Task requirements
Lines in which "debug" appears should be pulled from the data below.

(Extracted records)

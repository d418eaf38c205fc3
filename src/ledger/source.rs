use std::fs::File;
use std::io::Read;
use std::path::Path;

use tracing::debug;

use super::LedgerError;
use crate::models::RawLedgerRow;

/// Read the broker's account export.
///
/// The header row is skipped without being interpreted; columns are taken by
/// position. Rows may be shorter than the full column set.
pub fn read_ledger_csv<R: Read>(reader: R) -> Result<Vec<RawLedgerRow>, LedgerError> {
    let mut csv = csv::ReaderBuilder::new()
        .has_headers(true)
        .flexible(true)
        .from_reader(reader);

    let mut rows = Vec::new();
    for (idx, record) in csv.records().enumerate() {
        let record = record?;
        if record.iter().all(|cell| cell.trim().is_empty()) {
            continue;
        }
        let fields: Vec<&str> = record.iter().collect();
        rows.push(RawLedgerRow::from_fields(idx + 1, &fields));
    }
    debug!(rows = rows.len(), "read ledger rows");
    Ok(rows)
}

pub fn read_ledger_file(path: &Path) -> Result<Vec<RawLedgerRow>, LedgerError> {
    let file = File::open(path)?;
    read_ledger_csv(file)
}

#[cfg(test)]
mod tests {
    use super::*;

    #[test]
    fn reads_positional_columns_and_skips_blank_lines() -> anyhow::Result<()> {
        let data = "Datum,Tijd,Valutadatum,Product,ISIN,Omschrijving,FX,Mutatie,,Saldo,,Order Id\n\
                    02-01-2024,10:15,02-01-2024,ACME CORP,NL0000000001,\"Koop 2 @ 100,00 EUR\",,EUR,\"-200,00\",EUR,\"800,00\",abc-1\n\
                    ,,,,,,,,,,,\n\
                    01-01-2024,09:00,01-01-2024,,,iDEAL Deposit,,EUR,\"1000,00\",EUR,\"1000,00\"\n";
        let rows = read_ledger_csv(data.as_bytes())?;

        assert_eq!(rows.len(), 2);
        assert_eq!(rows[0].line, 1);
        assert_eq!(rows[0].product, "ACME CORP");
        assert_eq!(rows[0].description, "Koop 2 @ 100,00 EUR");
        assert_eq!(rows[0].amount_moved, "-200,00");
        assert_eq!(rows[0].order_id, "abc-1");
        assert_eq!(rows[1].line, 3);
        assert_eq!(rows[1].balance_amount, "1000,00");
        assert_eq!(rows[1].order_id, "");
        Ok(())
    }
}
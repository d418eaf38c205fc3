mod ledger_record;
mod ticker;
mod transaction;

pub use ledger_record::{LedgerRecord, RawLedgerRow};
pub use ticker::{TickerMap, TickerMapping};
pub use transaction::{CashMovementKind, ChargeKind, LedgerEntry, Trade, Transaction};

Solution
use tracing::debug;
    debug!(rows = rows.len(), "read ledger rows");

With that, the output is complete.